▸ **What you should do**
Gather all lines in the entries below that include the word "view".

▸ **Recorded information**
//! Shared test utilities and fixtures
//!
//! Common infrastructure for integration tests.

#![allow(dead_code)]

use std::sync::Arc;

use triage_engine::{NormalizeContext, PanelSession, SignTable};
use triage_feed::MemoryFeed;
use triage_types::RawDiagnostic;

/// Workspace root used by fixtures so display paths are deterministic.
pub const ROOT: &str = "/workspace";

/// A raw record inside the fixture workspace. `path` is relative to
/// [`ROOT`], `severity` is the wire code (1=error .. 4=hint).
pub fn record(path: &str, line: u32, col: u32, severity: u8, message: &str) -> RawDiagnostic {
    RawDiagnostic::new(
        format!("{ROOT}/{path}"),
        line,
        col,
        severity,
        message,
        "test-lint",
    )
}

/// A small multi-file workspace: two files, mixed severities, deliberately
/// out of source order.
pub fn sample_records() -> Vec<RawDiagnostic> {
    vec![
        record("src/view.rs", 40, 2, 2, "shadowed binding"),
        record("src/app.rs", 3, 1, 1, "undefined variable `ctx`"),
        record("src/view.rs", 12, 4, 1, "unused variable `frame`"),
        record("src/app.rs", 3, 9, 3, "consider renaming"),
    ]
}

/// Feed context pinned to [`ROOT`] with letter-fallback signs.
pub fn context() -> NormalizeContext {
    NormalizeContext::new(ROOT, SignTable::default())
}

/// An open session over an in-memory feed seeded with `records`. Returns
/// both so tests can mutate the feed afterwards.
pub fn open_session(records: Vec<RawDiagnostic>) -> (Arc<MemoryFeed>, PanelSession) {
    let feed = Arc::new(MemoryFeed::with_records(records));
    let session = PanelSession::open(feed.clone(), context());
    (feed, session)
}
//! Small pure text helpers.

/// Truncate `s` and append `suffix` if it exceeds `threshold` characters.
fn truncate_core(s: &str, threshold: usize, take: usize, suffix: &str) -> String {
    if s.chars().count() <= threshold {
        return s.to_string();
    }
    let head: String = s.chars().take(take).collect();
    format!("{head}{suffix}")
}

/// Truncate a string to fit within `max_total` characters, appending `suffix` if truncated.
///
/// The suffix counts toward the budget: the returned string is at most `max_total` characters.
#[must_use]
pub fn truncate_to_fit(raw: &str, max_total: usize, suffix: &str) -> String {
    let take = max_total.saturating_sub(suffix.chars().count());
    truncate_core(raw, max_total, take, suffix)
}

/// Truncate a string to a maximum length, adding `...` if needed.
///
/// - Trims surrounding whitespace before truncating.
/// - Uses `char` count (not bytes) to avoid splitting Unicode scalar values.
/// - Enforces a minimum `max` of 3 so the ellipsis fits.
#[must_use]
pub fn truncate_with_ellipsis(raw: &str, max: usize) -> String {
    let max = max.max(3);
    truncate_to_fit(raw.trim(), max, "...")
}
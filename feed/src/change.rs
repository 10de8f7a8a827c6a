//! Change-notice plumbing between a feed and its subscribers.
//!
//! Notices carry no payload. A subscriber that sees one (or several) pulls
//! the feed once and rebuilds; coalescing happens on the receiving side, so
//! the channel can stay small.

use std::sync::{Mutex, MutexGuard, PoisonError};

use tokio::sync::mpsc;
use tokio::sync::mpsc::error::{TryRecvError, TrySendError};

/// Capacity of each subscriber's notice channel.
pub(crate) const CHANGE_CHANNEL_CAPACITY: usize = 16;

/// Zero-size "something changed" notice.
#[derive(Debug, Clone, Copy, PartialEq, Eq)]
pub struct ChangeNotice;

/// Receiving end of a feed subscription. Dropping the listener unsubscribes.
#[derive(Debug)]
pub struct ChangeListener {
    rx: mpsc::Receiver<ChangeNotice>,
}

impl ChangeListener {
    pub(crate) fn new(rx: mpsc::Receiver<ChangeNotice>) -> Self {
        Self { rx }
    }

    /// Non-blocking poll for a pending notice.
    ///
    /// Returns `None` when nothing is pending or the feed side is gone; a
    /// dead feed surfaces through `pull`, not here.
    pub fn try_next(&mut self) -> Option<ChangeNotice> {
        match self.rx.try_recv() {
            Ok(notice) => Some(notice),
            Err(TryRecvError::Empty | TryRecvError::Disconnected) => None,
        }
    }
}

/// Sender side, shared between a feed front and its watcher task.
#[derive(Debug, Default)]
pub(crate) struct Subscribers {
    senders: Mutex<Vec<mpsc::Sender<ChangeNotice>>>,
}

impl Subscribers {
    pub fn subscribe(&self) -> ChangeListener {
        let (tx, rx) = mpsc::channel(CHANGE_CHANNEL_CAPACITY);
        self.lock().push(tx);
        ChangeListener::new(rx)
    }

    /// Send one notice to every live subscriber.
    ///
    /// A full buffer already guarantees a pending notice, so `Full` keeps
    /// the subscriber; only a closed channel drops it.
    pub fn notify(&self) {
        self.lock().retain(|tx| match tx.try_send(ChangeNotice) {
            Ok(()) | Err(TrySendError::Full(_)) => true,
            Err(TrySendError::Closed(_)) => false,
        });
    }

    #[cfg(test)]
    pub fn subscriber_count(&self) -> usize {
        self.lock().len()
    }

    fn lock(&self) -> MutexGuard<'_, Vec<mpsc::Sender<ChangeNotice>>> {
        self.senders.lock().unwrap_or_else(PoisonError::into_inner)
    }
}
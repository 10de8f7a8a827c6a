//! Diagnostic feed adapters for triage.
//!
//! A feed owns the current set of raw diagnostics. The engine never stores
//! that set; it pulls a fresh copy on every rebuild and listens for a
//! zero-argument "something changed" notice in between. Two adapters are
//! provided: [`CommandFeed`] runs a configured lint command and watches its
//! output, [`MemoryFeed`] holds an explicit set for tests and demos.

pub mod change;

mod command;
mod error;
mod memory;

pub use change::{ChangeListener, ChangeNotice};
pub use command::CommandFeed;
pub use error::FeedError;
pub use memory::MemoryFeed;

use triage_types::RawDiagnostic;

/// Pull interface plus change subscription, the whole surface the engine
/// sees of a diagnostic source.
pub trait DiagnosticFeed: Send + Sync {
    /// Current diagnostic set, unordered. Errors when the feed cannot
    /// produce a current set; the caller keeps whatever it last built.
    fn pull(&self) -> Result<Vec<RawDiagnostic>, FeedError>;

    /// Register for change notices. Dropping the listener unsubscribes.
    fn subscribe(&self) -> ChangeListener;

    /// Ask the feed to re-query its underlying source ahead of schedule.
    /// Adapters whose set is authoritative in memory ignore this.
    fn rescan(&self) {}
}
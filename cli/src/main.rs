//! triage CLI - Binary entry point and terminal session management.
//!
//! # Architecture
//!
//! The CLI bridges [`triage_engine`] (application state) and [`triage_tui`]
//! (rendering), providing RAII-based terminal management with guaranteed
//! cleanup.
//!
//! ```text
//! main() -> TerminalSession::new() -> run_app() -> App + TUI
//! ```
//!
//! # Event Loop
//!
//! A fixed 8ms (~120 FPS) render cadence:
//!
//! 1. Wait for frame tick
//! 2. Drain input queue (non-blocking via [`triage_tui::InputPump`])
//! 3. Advance application state (`app.tick()`)
//! 4. Drain feed change notices (`app.poll_feed()`)
//! 5. Render frame

use anyhow::Result;
use crossterm::{
    execute,
    terminal::{EnterAlternateScreen, LeaveAlternateScreen, disable_raw_mode, enable_raw_mode},
};
use ratatui::prelude::*;
use std::{
    fs::{self, OpenOptions},
    io::{Stdout, Write, stdout},
    path::PathBuf,
    sync::{Arc, Mutex},
    time::Duration,
};
use tracing_subscriber::{EnvFilter, fmt, prelude::*};

use triage_engine::{App, ConfigError, TriageConfig, expand_env_vars};
use triage_feed::{CommandFeed, DiagnosticFeed, MemoryFeed};
use triage_tui::{InputPump, draw, handle_events};

fn init_tracing() {
    let env_filter = EnvFilter::try_from_default_env()
        .or_else(|_| EnvFilter::try_new("info"))
        .unwrap_or_else(|_| EnvFilter::try_new("warn").expect("warn filter is valid"));

    let (log_file, init_warnings) = open_triage_log_file();

    if let Some((log_path, file)) = log_file {
        tracing_subscriber::registry()
            .with(fmt::layer().with_ansi(false).with_writer(Mutex::new(file)))
            .with(env_filter)
            .init();

        tracing::info!(path = %log_path.display(), "Logging initialized");
        for warning in init_warnings {
            tracing::warn!("{warning}");
        }
        return;
    }

    // If we can't open a log file, prefer "no logs" over corrupting the TUI
    // by writing to stdout/stderr.
    tracing_subscriber::registry().with(env_filter).init();
}

fn open_triage_log_file() -> (Option<(PathBuf, std::fs::File)>, Vec<String>) {
    let candidates = triage_log_file_candidates();
    let mut warnings = Vec::new();

    for candidate in candidates {
        if let Some(parent) = candidate.parent()
            && let Err(e) = fs::create_dir_all(parent)
        {
            warnings.push(format!(
                "Failed to create log dir {}: {e}",
                parent.display()
            ));
            continue;
        }

        match OpenOptions::new()
            .create(true)
            .append(true)
            .open(&candidate)
        {
            Ok(file) => return (Some((candidate, file)), warnings),
            Err(e) => {
                warnings.push(format!(
                    "Failed to open log file {}: {e}",
                    candidate.display()
                ));
            }
        }
    }

    (None, warnings)
}

fn triage_log_file_candidates() -> Vec<PathBuf> {
    let mut candidates = Vec::new();

    // Primary: ~/.triage/logs/triage.log
    if let Some(config_path) = TriageConfig::path()
        && let Some(config_dir) = config_path.parent()
    {
        candidates.push(config_dir.join("logs").join("triage.log"));
    }

    // Fallback: ./.triage/logs/triage.log (useful in constrained environments)
    candidates.push(PathBuf::from(".triage").join("logs").join("triage.log"));

    candidates
}

/// RAII wrapper for terminal state with guaranteed cleanup on drop.
///
/// Manages raw mode, the alternate screen, and alternate scroll mode.
/// On drop, all terminal state is restored to its original configuration,
/// so the terminal remains usable even after panics or early returns.
struct TerminalSession {
    terminal: Terminal<CrosstermBackend<Stdout>>,
}

impl TerminalSession {
    fn new() -> Result<Self> {
        enable_raw_mode()?;

        let mut out = stdout();
        // Enter alternate screen and enable alternate scroll mode (mode 1007).
        // Mode 1007 converts scroll wheel events to Up/Down arrow keys when in
        // alternate screen, WITHOUT capturing mouse clicks. This preserves
        // native text selection while still allowing scroll wheel to work.
        if let Err(err) = execute!(out, EnterAlternateScreen) {
            let _ = disable_raw_mode();
            return Err(err.into());
        }
        // Enable alternate scroll mode: CSI ? 1007 h
        let _ = out.write_all(b"\x1b[?1007h");
        let _ = out.flush();

        let backend = CrosstermBackend::new(out);
        let terminal = match Terminal::new(backend) {
            Ok(t) => t,
            Err(err) => {
                let _ = disable_raw_mode();
                let mut out = stdout();
                // Disable alternate scroll mode: CSI ? 1007 l
                let _ = out.write_all(b"\x1b[?1007l");
                let _ = out.flush();
                let _ = execute!(out, LeaveAlternateScreen);
                return Err(err.into());
            }
        };

        Ok(Self { terminal })
    }
}

impl Drop for TerminalSession {
    fn drop(&mut self) {
        let _ = disable_raw_mode();
        // Disable alternate scroll mode: CSI ? 1007 l
        let _ = self.terminal.backend_mut().write_all(b"\x1b[?1007l");
        let _ = std::io::Write::flush(&mut *self.terminal.backend_mut());
        let _ = execute!(self.terminal.backend_mut(), LeaveAlternateScreen);
        let _ = self.terminal.show_cursor();
    }
}

const NO_FEED_HINT: &str = "no feed command configured; set [feed] command in the config";

fn load_config() -> (Option<TriageConfig>, Option<String>) {
    match TriageConfig::load() {
        Ok(config) => (config, None),
        Err(error) => {
            let warning = match &error {
                ConfigError::Read { path, source } => {
                    format!("Couldn't read {} ({source}). Using defaults.", path.display())
                }
                ConfigError::Parse { path, source } => {
                    format!("Couldn't parse {} ({source}). Using defaults.", path.display())
                }
            };
            (None, Some(warning))
        }
    }
}

/// Builds the feed described by `[feed]` in the config. Falls back to an
/// empty in-memory feed, with a footer notice, when no command is
/// configured or the configured one can't start.
fn build_feed(config: Option<&TriageConfig>) -> (Arc<dyn DiagnosticFeed>, Option<String>) {
    let Some(settings) = config.and_then(|cfg| cfg.feed.as_ref()) else {
        return (Arc::new(MemoryFeed::new()), Some(NO_FEED_HINT.to_string()));
    };
    let Some(command) = settings.command.as_deref() else {
        return (Arc::new(MemoryFeed::new()), Some(NO_FEED_HINT.to_string()));
    };

    let command = expand_env_vars(command);
    let args: Vec<String> = settings
        .args
        .iter()
        .map(|arg| expand_env_vars(arg))
        .collect();
    match CommandFeed::spawn(&command, args, settings.poll_interval()) {
        Ok(feed) => (Arc::new(feed), None),
        Err(err) => {
            tracing::warn!("failed to start diagnostic feed: {err}");
            (Arc::new(MemoryFeed::new()), Some(err.to_string()))
        }
    }
}

#[tokio::main]
async fn main() -> Result<()> {
    init_tracing();

    let (config, config_warning) = load_config();
    let (feed, feed_warning) = build_feed(config.as_ref());

    let mut app = App::new(feed, config.as_ref());
    if let Some(warning) = config_warning.or(feed_warning) {
        app.set_status(warning);
    }

    let result = {
        let mut session = TerminalSession::new()?;
        run_app(&mut session.terminal, &mut app).await
    };

    app.session_mut().close();
    result
}

const FRAME_DURATION: Duration = Duration::from_millis(8);

async fn run_app<B>(terminal: &mut Terminal<B>, app: &mut App) -> Result<()>
where
    B: Backend,
    B::Error: Send + Sync + 'static,
{
    let mut input = InputPump::new();
    let mut frames = tokio::time::interval(FRAME_DURATION);
    frames.set_missed_tick_behavior(tokio::time::MissedTickBehavior::Skip);

    let result: Result<()> = loop {
        frames.tick().await;

        // Non-blocking input (drain queue only)
        let quit_now = match handle_events(app, &mut input) {
            Ok(q) => q,
            Err(e) => break Err(e),
        };
        if quit_now {
            break Ok(());
        }

        app.tick();
        app.poll_feed();

        if let Err(e) = terminal.draw(|frame| draw(frame, app)) {
            break Err(e.into());
        }
    };

    input.shutdown().await;
    result
}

▸ **Solution below**
        record("src/view.rs", 40, 2, 2, "shadowed binding"),
        record("src/view.rs", 12, 4, 1, "unused variable `frame`"),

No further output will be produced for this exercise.